Besonders ist auch die Sprache. Es gibt diejenigen, die ohne Probleme reden können und die deren Wortschatz sehr begegrenzt ist. Wenn sie über sich reden, tun sie es meist in 3. Person.  Auffällig ist bei vielen, dass sie Sätze sagen, welche sie ständig wiederholen. S. geht alle paar Minuten auf dich zu und fragt übersetzt: „S. geht morgen zur Arbeit, stimmt’s?“ und er lässt nicht locker, bevor du nicht „Stimmt.“ geantwortet hast. Auch, wenn einige nicht mit ihrer Stimme reden, so  gibt es keinen der überhaupt nicht kommuniziert. Einige benutzen ein Ipad mit besonderer Software, andere auch einfach nur ein Heft mit Bildern. Ein anderer ist taub, sodass wir nur mit Gestiken kommunizieren. Auch das funktioniert. Überschlägt man die Arme und legt die Hände auf die eigenen Schultern, so gibt er dir eine herzergreifende Umarmung. Und selbst diejenigen, die mit keinen dieser  Dinge umgehen können, haben ihre Art zu kommunizieren – mensch muss nur lernen Zeichen und Laute zu verstehen.

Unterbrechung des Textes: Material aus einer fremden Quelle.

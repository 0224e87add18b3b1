//! Health check HTTP server
//!
//! Exposes broker connectivity, outbox pressure and the metrics snapshot to
//! operators and to whatever supervises the device process.

use crate::observability::metrics::MetricsCollector;
use crate::outbox::Outbox;
use serde::Serialize;
use std::collections::HashMap;
use std::convert::Infallible;
use std::future::Future;
use std::sync::Arc;
use std::time::{SystemTime, UNIX_EPOCH};
use warp::http::StatusCode;
use warp::Filter;

/// HTTP health check server
pub struct HealthServer {
    device_id: String,
    port: u16,
    metrics: Arc<MetricsCollector>,
    outbox: Arc<Outbox>,
}

impl HealthServer {
    pub fn new(
        device_id: impl Into<String>,
        port: u16,
        metrics: Arc<MetricsCollector>,
        outbox: Arc<Outbox>,
    ) -> Self {
        Self {
            device_id: device_id.into(),
            port,
            metrics,
            outbox,
        }
    }

    /// All endpoints as one warp filter
    pub fn routes(
        self: Arc<Self>,
    ) -> impl Filter<Extract = (impl warp::Reply,), Error = warp::Rejection> + Clone {
        let health_server = self.clone();
        let metrics_server = self.clone();
        let ready_server = self.clone();

        // GET /health - overall status with individual checks
        let health_route = warp::path("health").and(warp::get()).and_then(move || {
            let server = health_server.clone();
            async move {
                let status = server.get_health_status();
                let status_code = if status.status == "healthy" {
                    StatusCode::OK
                } else {
                    StatusCode::SERVICE_UNAVAILABLE
                };
                Ok::<_, Infallible>(warp::reply::with_status(
                    warp::reply::json(&status),
                    status_code,
                ))
            }
        });

        // GET /metrics - complete metrics export
        let metrics_route = warp::path("metrics").and(warp::get()).and_then(move || {
            let server = metrics_server.clone();
            async move { Ok::<_, Infallible>(warp::reply::json(&server.metrics.get_metrics())) }
        });

        // GET /ready - broker session is up
        let ready_route = warp::path("ready").and(warp::get()).and_then(move || {
            let server = ready_server.clone();
            async move {
                let ready = server.metrics.is_connected();
                let response = ReadinessResponse {
                    ready,
                    timestamp: current_timestamp(),
                };
                let status_code = if ready {
                    StatusCode::OK
                } else {
                    StatusCode::SERVICE_UNAVAILABLE
                };
                Ok::<_, Infallible>(warp::reply::with_status(
                    warp::reply::json(&response),
                    status_code,
                ))
            }
        });

        // GET /live - process is responsive
        let live_route = warp::path("live").and(warp::get()).and_then(|| async {
            let response = LivenessResponse {
                alive: true,
                timestamp: current_timestamp(),
            };
            Ok::<_, Infallible>(warp::reply::json(&response))
        });

        // GET / - endpoint listing
        let root_route = warp::path::end().and(warp::get()).and_then(|| async {
            let endpoints = HashMap::from([
                ("/health", "Overall health status with detailed checks"),
                ("/metrics", "Publish, outbox and connection metrics"),
                ("/ready", "Readiness probe, OK while the broker session is up"),
                ("/live", "Liveness probe"),
            ]);
            Ok::<_, Infallible>(warp::reply::json(&ApiDocumentationResponse { endpoints }))
        });

        health_route
            .or(metrics_route)
            .or(ready_route)
            .or(live_route)
            .or(root_route)
            .with(warp::cors().allow_any_origin())
    }

    /// Serve until `shutdown` resolves
    pub async fn start<F>(self: Arc<Self>, shutdown: F) -> Result<(), warp::Error>
    where
        F: Future<Output = ()> + Send + 'static,
    {
        let port = self.port;
        let (addr, server) = warp::serve(self.routes())
            .try_bind_with_graceful_shutdown(([0, 0, 0, 0], port), shutdown)?;

        tracing::info!("Starting health server on {}", addr);
        server.await;
        tracing::info!("Health server stopped");
        Ok(())
    }

    fn get_health_status(&self) -> HealthStatus {
        let now = current_timestamp();

        let checks = HashMap::from([
            ("mqtt".to_string(), self.check_mqtt_health(now)),
            ("outbox".to_string(), self.check_outbox_health(now)),
        ]);

        let overall_healthy = checks.values().all(|check| check.status == "healthy");
        let status = if overall_healthy { "healthy" } else { "degraded" };

        HealthStatus {
            status: status.to_string(),
            timestamp: now,
            device_id: self.device_id.clone(),
            uptime_seconds: self.metrics.get_metrics().uptime_seconds,
            checks,
        }
    }

    fn check_mqtt_health(&self, now: u64) -> HealthCheck {
        if self.metrics.is_connected() {
            HealthCheck {
                status: "healthy".to_string(),
                message: Some("Broker session established".to_string()),
                last_check: now,
            }
        } else {
            HealthCheck {
                status: "unhealthy".to_string(),
                message: Some("No broker session, messages are being queued".to_string()),
                last_check: now,
            }
        }
    }

    fn check_outbox_health(&self, now: u64) -> HealthCheck {
        let depth = self.outbox.len();
        let capacity = self.outbox.capacity();

        if self.outbox.is_full() {
            HealthCheck {
                status: "saturated".to_string(),
                message: Some(format!(
                    "Outbox full ({depth}/{capacity}), new messages are dropped"
                )),
                last_check: now,
            }
        } else {
            HealthCheck {
                status: "healthy".to_string(),
                message: Some(format!("{depth}/{capacity} messages queued")),
                last_check: now,
            }
        }
    }
}

#[derive(Debug, Clone, Serialize)]
pub struct HealthCheck {
    pub status: String,
    pub message: Option<String>,
    pub last_check: u64,
}

#[derive(Debug, Serialize)]
struct HealthStatus {
    status: String,
    timestamp: u64,
    device_id: String,
    uptime_seconds: u64,
    checks: HashMap<String, HealthCheck>,
}

#[derive(Debug, Serialize)]
struct ReadinessResponse {
    ready: bool,
    timestamp: u64,
}

#[derive(Debug, Serialize)]
struct LivenessResponse {
    alive: bool,
    timestamp: u64,
}

#[derive(Debug, Serialize)]
struct ApiDocumentationResponse {
    endpoints: HashMap<&'static str, &'static str>,
}

fn current_timestamp() -> u64 {
    SystemTime::now()
        .duration_since(UNIX_EPOCH)
        .unwrap_or_default()
        .as_secs()
}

Einige der Autisten sind sehr sensibel, was Körperkontakt angeht. Bei einem High-Five wird da schon überlegt. Andere schlagen dann so sehr ein, dass man sie darauf aufmerksam machen muss, dass dieser zu kräftig war. Einige lieben es gekitzelt zu werden, mit anderen spiele ich Fangen. Wir hören Musik, Basteln und Lachen zusammen.

Ich würde lügen, wenn ich sagen würde, dass meine Arbeit immer einfach ist. Es gibt Momente, bei denen ich wirklich überlege, was ich hier eigentlich mache. Doch dann gibt es auch wunderschöne Zeiten. Zum Beispiel, wenn L. fröhlich ist, steht sie auf und beginnt sich lächelnd im Kreis zu drehen. Wenn E. seinen Kaffee bekommt und sich mit strahlendem Blick in die Hängematte setzt. Wenn S. beginnt „Für Elise“ auf dem Keyboard zu spielen, nur weil ich ihm die ersten Noten zeigte, wenn er beginnt zu singen. Oder, wenn  Y. auf dich zu rennt und dich fest umarmt, weil er gerade wieder glücklich ist.

Was ich hier gelernt habe: Autismus ist nicht gleich Autismus. Autist sein ist nicht gleich Autist sein.  Und „Autist“ sein ist nicht ein ganzes Dasein. Alle hier haben eine einzigartige Persönlichkeit, sind liebenswürdig, witzig, manchmal auch ziemlich nervig, lachen und sind traurig. Autismus ist ein Teil ihres Lebens, aber nicht ihr Leben.